Data supplied

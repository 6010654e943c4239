//! Subscription registry for host-pushed events.
//!
//! Listeners for one event fire in subscription order. A listener that panics
//! is logged and skipped: the remaining listeners still run and the panic
//! never reaches the caller of [`EventEmitter::emit`].

use std::collections::HashMap;
use std::panic::{AssertUnwindSafe, catch_unwind};
use std::sync::atomic::{AtomicU64, Ordering};
use std::sync::{Arc, Mutex, PoisonError};
use tracing::warn;

/// A registered event listener.
pub type Listener = Arc<dyn Fn(&serde_json::Value) + Send + Sync>;

/// Handle returned by [`EventEmitter::on`], used to unsubscribe.
#[derive(Debug, Clone, Copy, PartialEq, Eq, Hash)]
pub struct ListenerId(u64);

#[derive(Clone)]
struct Entry {
    id: ListenerId,
    once: bool,
    listener: Listener,
}

#[derive(Default)]
struct EmitterInner {
    next_id: AtomicU64,
    listeners: Mutex<HashMap<String, Vec<Entry>>>,
}

/// Per-facade event registry. Cloning shares the registry.
#[derive(Clone, Default)]
pub struct EventEmitter {
    inner: Arc<EmitterInner>,
}

impl std::fmt::Debug for EventEmitter {
    fn fmt(&self, f: &mut std::fmt::Formatter<'_>) -> std::fmt::Result {
        let events: Vec<String> = self.lock().keys().cloned().collect();
        f.debug_struct("EventEmitter")
            .field("events", &events)
            .finish()
    }
}

impl EventEmitter {
    /// Create an empty emitter.
    #[must_use]
    pub fn new() -> Self {
        Self::default()
    }

    fn lock(&self) -> std::sync::MutexGuard<'_, HashMap<String, Vec<Entry>>> {
        self.inner
            .listeners
            .lock()
            .unwrap_or_else(PoisonError::into_inner)
    }

    fn add<F>(&self, event: &str, once: bool, listener: F) -> ListenerId
    where
        F: Fn(&serde_json::Value) + Send + Sync + 'static,
    {
        let id = ListenerId(self.inner.next_id.fetch_add(1, Ordering::Relaxed));
        self.lock().entry(event.to_string()).or_default().push(Entry {
            id,
            once,
            listener: Arc::new(listener),
        });
        id
    }

    /// Subscribe to an event.
    pub fn on<F>(&self, event: &str, listener: F) -> ListenerId
    where
        F: Fn(&serde_json::Value) + Send + Sync + 'static,
    {
        self.add(event, false, listener)
    }

    /// Subscribe to the next occurrence of an event only.
    pub fn once<F>(&self, event: &str, listener: F) -> ListenerId
    where
        F: Fn(&serde_json::Value) + Send + Sync + 'static,
    {
        self.add(event, true, listener)
    }

    /// Unsubscribe a listener. Returns whether it was registered.
    pub fn off(&self, event: &str, id: ListenerId) -> bool {
        let mut listeners = self.lock();
        let Some(entries) = listeners.get_mut(event) else {
            return false;
        };
        let before = entries.len();
        entries.retain(|e| e.id != id);
        let removed = entries.len() != before;
        if entries.is_empty() {
            listeners.remove(event);
        }
        removed
    }

    /// Remove every listener of one event, or of all events.
    pub fn remove_all_listeners(&self, event: Option<&str>) {
        let mut listeners = self.lock();
        match event {
            Some(event) => {
                listeners.remove(event);
            }
            None => listeners.clear(),
        }
    }

    /// Number of listeners for an event.
    #[must_use]
    pub fn listener_count(&self, event: &str) -> usize {
        self.lock().get(event).map_or(0, Vec::len)
    }

    /// Deliver an event to its listeners. Returns how many were invoked.
    pub fn emit(&self, event: &str, payload: &serde_json::Value) -> usize {
        // Snapshot so listeners may subscribe or unsubscribe while running.
        let snapshot: Vec<Entry> = {
            let mut listeners = self.lock();
            let Some(entries) = listeners.get_mut(event) else {
                return 0;
            };
            let snapshot = entries.clone();
            entries.retain(|e| !e.once);
            if entries.is_empty() {
                listeners.remove(event);
            }
            snapshot
        };

        for entry in &snapshot {
            let listener = Arc::clone(&entry.listener);
            if catch_unwind(AssertUnwindSafe(|| listener(payload))).is_err() {
                warn!(event, "event listener panicked");
            }
        }
        snapshot.len()
    }
}

#[cfg(test)]
mod tests {
    use super::*;
    use serde_json::json;
    use std::sync::Mutex as StdMutex;

    fn recorder() -> (Arc<StdMutex<Vec<String>>>, impl Fn(&str) -> Listener) {
        let log = Arc::new(StdMutex::new(Vec::new()));
        let make = {
            let log = Arc::clone(&log);
            move |tag: &str| -> Listener {
                let log = Arc::clone(&log);
                let tag = tag.to_string();
                Arc::new(move |payload: &serde_json::Value| {
                    log.lock().unwrap().push(format!("{tag}:{payload}"));
                })
            }
        };
        (log, make)
    }

    #[test]
    fn test_subscription_order() {
        let emitter = EventEmitter::new();
        let (log, make) = recorder();
        let a = make("a");
        let b = make("b");
        emitter.on("chainChanged", move |p| a(p));
        emitter.on("chainChanged", move |p| b(p));

        assert_eq!(emitter.emit("chainChanged", &json!("0x38")), 2);
        assert_eq!(*log.lock().unwrap(), vec!["a:\"0x38\"", "b:\"0x38\""]);
    }

    #[test]
    fn test_panicking_listener_is_isolated() {
        let emitter = EventEmitter::new();
        let (log, make) = recorder();
        let after = make("after");
        emitter.on("connect", |_| panic!("listener failure"));
        emitter.on("connect", move |p| after(p));

        assert_eq!(emitter.emit("connect", &json!(1)), 2);
        assert_eq!(*log.lock().unwrap(), vec!["after:1"]);
    }

    #[test]
    fn test_off_and_once() {
        let emitter = EventEmitter::new();
        let (log, make) = recorder();
        let a = make("a");
        let b = make("b");
        let id = emitter.on("x", move |p| a(p));
        emitter.once("x", move |p| b(p));

        emitter.emit("x", &json!(1));
        assert!(emitter.off("x", id));
        assert!(!emitter.off("x", id));
        emitter.emit("x", &json!(2));

        assert_eq!(*log.lock().unwrap(), vec!["a:1", "b:1"]);
        assert_eq!(emitter.listener_count("x"), 0);
    }

    #[test]
    fn test_remove_all_listeners() {
        let emitter = EventEmitter::new();
        emitter.on("a", |_| {});
        emitter.on("b", |_| {});
        emitter.remove_all_listeners(Some("a"));
        assert_eq!(emitter.listener_count("a"), 0);
        assert_eq!(emitter.listener_count("b"), 1);
        emitter.remove_all_listeners(None);
        assert_eq!(emitter.listener_count("b"), 0);
        assert_eq!(emitter.emit("b", &json!(null)), 0);
    }

    #[test]
    fn test_listener_may_unsubscribe_itself() {
        let emitter = EventEmitter::new();
        let slot: Arc<StdMutex<Option<ListenerId>>> = Arc::new(StdMutex::new(None));
        let inner = emitter.clone();
        let slot_in = Arc::clone(&slot);
        let id = emitter.on("x", move |_| {
            if let Some(id) = *slot_in.lock().unwrap() {
                inner.off("x", id);
            }
        });
        *slot.lock().unwrap() = Some(id);

        assert_eq!(emitter.emit("x", &json!(null)), 1);
        assert_eq!(emitter.listener_count("x"), 0);
    }
}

Task goal
Copy exactly the lines above, starting at the opening line and finishing at the line in which "pub type Listener" occurs.

Result for this task
repository 6010654e943c4239
//! Subscription registry for host-pushed events.
//!
//! Listeners for one event fire in subscription order. A listener that panics
//! is logged and skipped: the remaining listeners still run and the panic
//! never reaches the caller of [`EventEmitter::emit`].

use std::collections::HashMap;
use std::panic::{AssertUnwindSafe, catch_unwind};
use std::sync::atomic::{AtomicU64, Ordering};
use std::sync::{Arc, Mutex, PoisonError};
use tracing::warn;

/// A registered event listener.
pub type Listener = Arc<dyn Fn(&serde_json::Value) + Send + Sync>;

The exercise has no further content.